Grasser was born in Klagenfurt, Carinthia, where he studied business administration at the University of Klagenfurt from 1988 to 1992.
He soon joined the far right Freedom Party and became the second deputy governor of Carinthia in 1994, but after a dispute with his mentor Jörg Haider he left politics to work for Magna Europe.
In 2000 he returned to politics, when a coalition was formed between the People’s Party (ÖVP) and the Freedom Party. At the time, he was the youngest minister of finance ever to hold office in Austria.
When the coalition broke up in 2002, Grasser left his party, but after national elections in November and the re-establishment of the coalition under the lead of the ÖVP, he again became minister, this time nominated by the ÖVP.

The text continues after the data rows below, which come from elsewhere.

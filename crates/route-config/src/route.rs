//! Routes: signal paths from a set of sources to one sink.

use roxmltree::Node;
use serde::Serialize;

use crate::attributes::{AttributeSpec, Attributes};
use crate::element::Element;
use crate::error::{ConfigError, Result};

/// One signal path inside a module.
///
/// Endpoint names are kept as written; they are not required to name a
/// device port of the module.
#[derive(Debug, Clone, PartialEq, Eq, Serialize)]
pub struct Route {
    sink: String,
    sources: Vec<String>,
}

/// Routes of one module, in document order.
pub type Routes = Vec<Route>;

impl Route {
    /// Name of the sink endpoint.
    pub fn sink(&self) -> &str {
        &self.sink
    }

    /// Names of the source endpoints, in declaration order.
    pub fn sources(&self) -> &[String] {
        &self.sources
    }

    /// Returns `true` if `name` is one of the route's sources.
    pub fn involves_source(&self, name: &str) -> bool {
        self.sources.iter().any(|source| source == name)
    }

    /// Sink followed by sources.
    pub fn endpoints(&self) -> impl Iterator<Item = &str> {
        std::iter::once(self.sink.as_str()).chain(self.sources.iter().map(String::as_str))
    }
}

impl Element for Route {
    const TAG: &'static str = "Route";
    const COLLECTION_TAG: &'static str = "Routes";
    const ATTRIBUTES: &'static [AttributeSpec] = &[
        AttributeSpec::required("sink"),
        AttributeSpec::required("sources"),
    ];
    type Context<'c> = ();
    type Collection = Routes;

    fn decode(node: Node<'_, '_>, (): ()) -> Result<Self> {
        let attrs = Attributes::new(Self::TAG, Self::ATTRIBUTES, node);
        let sink = attrs.required("sink")?.trim().to_string();
        let sources = attrs.list("sources");
        if sources.is_empty() {
            return Err(ConfigError::malformed(
                Self::TAG,
                "sources",
                attrs.required("sources")?,
                "a route needs at least one source",
            ));
        }
        Ok(Self { sink, sources })
    }
}
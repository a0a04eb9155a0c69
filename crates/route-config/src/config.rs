//! The top-level aggregate and the decode pass that builds it.

use roxmltree::{Document, Node};
use serde::Serialize;

use crate::collection::decode_collection;
use crate::criterion::{Criteria, Criterion, CriterionType, CriterionTypes};
use crate::error::{ConfigError, Result};
use crate::module::{Module, Modules};
use crate::parameter::{RogueParameter, RogueParameters};
use crate::version::{FormatVersion, SUPPORTED_VERSION, VersionPolicy};

/// Tag of the document root.
pub const ROOT_TAG: &str = "RouteManagerConfiguration";

/// Root attribute carrying the format version.
pub const VERSION_ATTRIBUTE: &str = "version";

/// Knobs for one decode pass.
///
/// # Example
///
/// ```rust
/// use route_config::{DeserializeOptions, VersionPolicy};
///
/// let options = DeserializeOptions::default()
///     .with_version_policy(VersionPolicy::Strict)
///     .with_route_reference_check(true);
/// assert!(options.check_route_references);
/// ```
#[derive(Debug, Clone, Copy, Default, PartialEq, Eq)]
pub struct DeserializeOptions {
    /// How the document version is compared with [`SUPPORTED_VERSION`].
    pub version_policy: VersionPolicy,
    /// Reject routes whose endpoints name no port of their module.
    pub check_route_references: bool,
}

impl DeserializeOptions {
    /// Set the version policy.
    pub fn with_version_policy(mut self, policy: VersionPolicy) -> Self {
        self.version_policy = policy;
        self
    }

    /// Enable or disable route endpoint checking.
    pub fn with_route_reference_check(mut self, enabled: bool) -> Self {
        self.check_route_references = enabled;
        self
    }
}

/// Everything the routing subsystem needs, decoded from one document.
///
/// The aggregate owns all its data and holds no reference to the document it
/// was decoded from. It is only ever handed out whole: a failed decode
/// returns an error and nothing else.
#[derive(Debug, Clone, Default, PartialEq, Serialize)]
pub struct RouteManagerConfig {
    version: Option<FormatVersion>,
    criterion_types: CriterionTypes,
    criteria: Criteria,
    parameters: RogueParameters,
    modules: Modules,
}

impl RouteManagerConfig {
    /// Decodes a document with default options.
    pub fn deserialize(text: &str) -> Result<Self> {
        Deserializer::new().deserialize(text)
    }

    /// Version declared by the document; `None` for an empty default configuration.
    pub fn version(&self) -> Option<FormatVersion> {
        self.version
    }

    /// Criterion types, keyed by name.
    pub fn criterion_types(&self) -> &CriterionTypes {
        &self.criterion_types
    }

    /// Criteria, keyed by name.
    pub fn criteria(&self) -> &Criteria {
        &self.criteria
    }

    /// Rogue parameters, keyed by name.
    pub fn parameters(&self) -> &RogueParameters {
        &self.parameters
    }

    /// Modules, keyed by name when they have one.
    pub fn modules(&self) -> &Modules {
        &self.modules
    }

    /// The criterion type a criterion draws its values from.
    pub fn criterion_type_of(&self, criterion: &Criterion) -> Option<&CriterionType> {
        self.criterion_types.get(criterion.type_name())
    }

    /// Returns `true` if no collection holds anything.
    pub fn is_empty(&self) -> bool {
        self.criterion_types.is_empty()
            && self.criteria.is_empty()
            && self.parameters.is_empty()
            && self.modules.is_empty()
    }
}

/// Decodes documents into [`RouteManagerConfig`] values.
///
/// A deserializer holds only its options; independent decodes share nothing.
#[derive(Debug, Clone, Copy, Default)]
pub struct Deserializer {
    options: DeserializeOptions,
}

impl Deserializer {
    /// Create a deserializer with default options.
    pub fn new() -> Self {
        Self::default()
    }

    /// Create a deserializer with the given options.
    pub fn with_options(options: DeserializeOptions) -> Self {
        Self { options }
    }

    /// Options in effect.
    pub fn options(&self) -> DeserializeOptions {
        self.options
    }

    /// Decodes one document.
    pub fn deserialize(&self, text: &str) -> Result<RouteManagerConfig> {
        let document = Document::parse(text)?;
        self.deserialize_document(&document)
    }

    /// Decodes an already-parsed document.
    pub fn deserialize_document(&self, document: &Document<'_>) -> Result<RouteManagerConfig> {
        let root = document.root_element();
        let version = self.check_root(root)?;

        let criterion_types = decode_collection::<CriterionType>(root, ())?;
        let criteria = decode_collection::<Criterion>(root, &criterion_types)?;
        let parameters = decode_collection::<RogueParameter>(root, ())?;
        let modules = decode_collection::<Module>(root, self.options)?;

        tracing::info!(
            %version,
            criterion_types = criterion_types.len(),
            criteria = criteria.len(),
            parameters = parameters.len(),
            modules = modules.len(),
            "decoded route manager configuration"
        );

        Ok(RouteManagerConfig {
            version: Some(version),
            criterion_types,
            criteria,
            parameters,
            modules,
        })
    }

    fn check_root(&self, root: Node<'_, '_>) -> Result<FormatVersion> {
        let tag = root.tag_name().name();
        if tag != ROOT_TAG {
            return Err(ConfigError::UnknownTag {
                expected: ROOT_TAG,
                found: tag.to_string(),
            });
        }

        let text = root
            .attribute(VERSION_ATTRIBUTE)
            .ok_or_else(|| ConfigError::missing(ROOT_TAG, VERSION_ATTRIBUTE))?;
        let version: FormatVersion = text
            .parse()
            .map_err(|e: crate::version::ParseVersionError| {
                ConfigError::malformed(ROOT_TAG, VERSION_ATTRIBUTE, text, e.to_string())
            })?;

        let policy = self.options.version_policy;
        if !policy.accepts(version, SUPPORTED_VERSION) {
            return Err(ConfigError::UnsupportedVersion {
                found: version,
                supported: SUPPORTED_VERSION,
                policy,
            });
        }
        Ok(version)
    }
}

/// Decodes a document with default options.
///
/// # Example
///
/// ```rust
/// let config = route_config::deserialize(
///     r#"<RouteManagerConfiguration version="1.0">
///          <CriterionTypes>
///            <CriterionType name="OutputDevice" type="exclusive" values="Earpiece:1,Speaker:2"/>
///          </CriterionTypes>
///          <Criteria>
///            <Criterion name="SelectedOutput" type="OutputDevice" defaultVal="Earpiece"/>
///          </Criteria>
///        </RouteManagerConfiguration>"#,
/// )
/// .unwrap();
///
/// let criterion = config.criteria().get("SelectedOutput").unwrap();
/// let ty = config.criterion_type_of(criterion).unwrap();
/// assert_eq!(ty.value_of("Speaker"), Some(2));
/// ```
pub fn deserialize(text: &str) -> Result<RouteManagerConfig> {
    RouteManagerConfig::deserialize(text)
}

Things began to go sour in 2011, when investigations by Austrian district attorneys into suspicions of kickback schemes and back room deals brought Grasser into the spotlight.
He has been named in a number of corruption cases, including the allegation that he embezzled funds in the course of privatizing 60,000 state-owned flats (run by the Buwog company) in 2003-04.
Moreover the former minister is in trouble over unpaid taxes. In 2011, reports said that Grasser placed €18,000 in a share depot in Canada and did not pay tax on it between 2002 and 2008.
In 2010, with other finance inquiries closing in on him, he finally reported the matter to the Austrian tax authorities himself. Under Austrian law this cleared him of penalties, which caused great outrage at the time.
Grasser owed the huge sum of €5.4 million in back-taxes between 2003 and 2010. Grasser's critics allege he dodged taxes by transferring money to Liechtenstein, Cyprus and elsewhere.
He maintains his innocence on all counts and is suing a number of people, including his tax advisor.
Editor's Note: The Local's Austrian of the Week is someone in the news who – for good or ill – has revealed something interesting about the country. Being selected as Austrian of the Week is not necessarily an endorsement.